The presentations were intended to identify the best evidence both to improve models and to identify gaps in knowledge. Together with the collaborative modeling exercise, they stimulated workshop participants to confront three major issues that challenge the ability of models to provide useful information to health policy makers.


Workshop participants spent a good deal of time addressing the uncertainty underlying the costs and effects of colorectal cancer screening. Louise Russell and Michael Pignone argued that pervasive uncertainty makes bottom-line conclusions about the comparative performance of different screening strategies, although not about the overall cost-effectiveness of screening itself, potentially inappropriate because they presume a degree of precision that the current state of knowledge cannot support and may never be able to support. Ironically, it is exactly that kind of precise, bottom-line guidance that decision makers seek.

The Extent of the Problem

The workshop presentations underscored how little is known about many aspects of screening or its consequences. Brian Mulhall's review of the wide range of estimates of fecal occult blood test sensitivity and specificity for adenomas in people who are recommended for screening suggested that uncertainty about test performance is not limited to new, emerging, or uncommon technologies. Fecal occult blood testing, one of the oldest technologies available for CRC screening, has been the focus of several large-scale randomized screening trials, all of which have demonstrated that it can reduce mortality from CRC (Jorgensen et al., 2002; Mandel et al., 1999; Scholefield et al., 2002). However, according to Mulhall, none of those trials has provided definitive evidence on its sensitivity and specificity for adenomas.

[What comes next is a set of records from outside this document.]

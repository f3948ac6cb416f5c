//! Lightsail key pair resource definition
//!
//! Wire documents follow the Lightsail API (`CreateKeyPair`,
//! `ImportKeyPair`, `GetKeyPair`). The private key and fingerprints are only
//! returned by the create call, so they live in tracked state from then on.
//! Nothing about a key pair can be changed in place.

use chrono::Utc;
use converge_core::ResourceKind;
use converge_core::identity::{IdentityScheme, KeyField};
use converge_core::resource::{Attributes, Value};
use converge_core::schema::{AttributeType, ResourceSchema, types};
use log::debug;
use rand::Rng;

use super::camel;
use crate::cloudcontrol::{ModelMapping, WireCase};

pub const TYPE_NAME: &str = "AWS::Lightsail::KeyPair";

const DEFAULT_NAME_PREFIX: &str = "converge-";

pub fn key_pair_schema() -> ResourceSchema {
    ResourceSchema::new("lightsail_key_pair")
        .with_description("A Lightsail SSH key pair")
        .attribute(
            camel("name", types::key_part(1, 255))
                .optional_computed()
                .create_only()
                .with_provider_name("keyPairName"),
        )
        .attribute(
            camel("name_prefix", types::key_part(1, 100))
                .local()
                .create_only(),
        )
        .attribute(
            camel("pgp_key", AttributeType::String)
                .write_only()
                .create_only(),
        )
        .attribute(
            camel("public_key", AttributeType::String)
                .write_only()
                .create_only()
                .with_provider_name("publicKeyBase64"),
        )
        .attribute(camel("arn", AttributeType::String).computed())
        .attribute(camel("fingerprint", AttributeType::String).computed().write_only())
        .attribute(
            camel("private_key", AttributeType::String)
                .computed()
                .write_only()
                .with_provider_name("privateKeyBase64"),
        )
        .attribute(
            camel("encrypted_fingerprint", AttributeType::String)
                .computed()
                .write_only(),
        )
        .attribute(
            camel("encrypted_private_key", AttributeType::String)
                .computed()
                .write_only(),
        )
}

pub fn key_pair() -> ResourceKind {
    ResourceKind::new(
        "lightsail_key_pair",
        TYPE_NAME,
        key_pair_schema(),
        IdentityScheme::Composite {
            fields: vec![KeyField::new("name", "keyPairName")],
        },
    )
    .with_prepare_create(generate_name)
}

pub fn model_mapping() -> ModelMapping {
    ModelMapping::new(TYPE_NAME, WireCase::Camel)
}

/// Prefix + UTC timestamp + random hex suffix
pub fn unique_name(prefix: &str) -> String {
    let suffix: u32 = rand::thread_rng().r#gen();
    format!("{}{}{:08x}", prefix, Utc::now().format("%Y%m%d%H%M%S"), suffix)
}

fn generate_name(attributes: &mut Attributes) {
    if attributes.contains_key("name") {
        return;
    }
    let prefix = attributes
        .get("name_prefix")
        .and_then(Value::as_str)
        .unwrap_or(DEFAULT_NAME_PREFIX);
    let name = unique_name(prefix);
    debug!("lightsail_key_pair: generated name {}", name);
    attributes.insert("name".to_string(), Value::String(name));
}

The range of uncertainty about the performance of other common screening technologies, such as sigmoidoscopy and colonoscopy, may be lower, but there is still substantial variation in findings across studies, according to Mulhall. Long considered the gold standard for detection of adenomas, with a sensitivity that was believed to be close to 100 percent, colonoscopy was found in a recent head-to-head comparison with virtual colonoscopy, a new radiological procedure, to miss about 11 percent of advanced adenomas (Pickhardt et al., 2003).

Martin Brown emphasized the uncertainty surrounding estimates of CRC treatment cost, which is a major component of the lifetime cost of a screening program. Variation in estimates of this cost, and its distribution over the years following diagnosis, can make for very large differences among models in estimates of the net cost of screening. A strategy that prevents a large number of cancers is far less costly when treatment costs, and thus savings from early detection, are high rather than when they are low. Although it might seem easy to make accurate estimates of such costs because billing and claims data are available from health care providers or insurers, prices can vary widely from provider to provider and across different payers. Moreover, estimates vary depending on whether they are based on prices charged or on audits of the amount and value of the labor and other inputs required to produce each service. Thus, Brown concluded, a seemingly straightforward element—the cost of treating colorectal cancer—is in practice subject to considerable uncertainty.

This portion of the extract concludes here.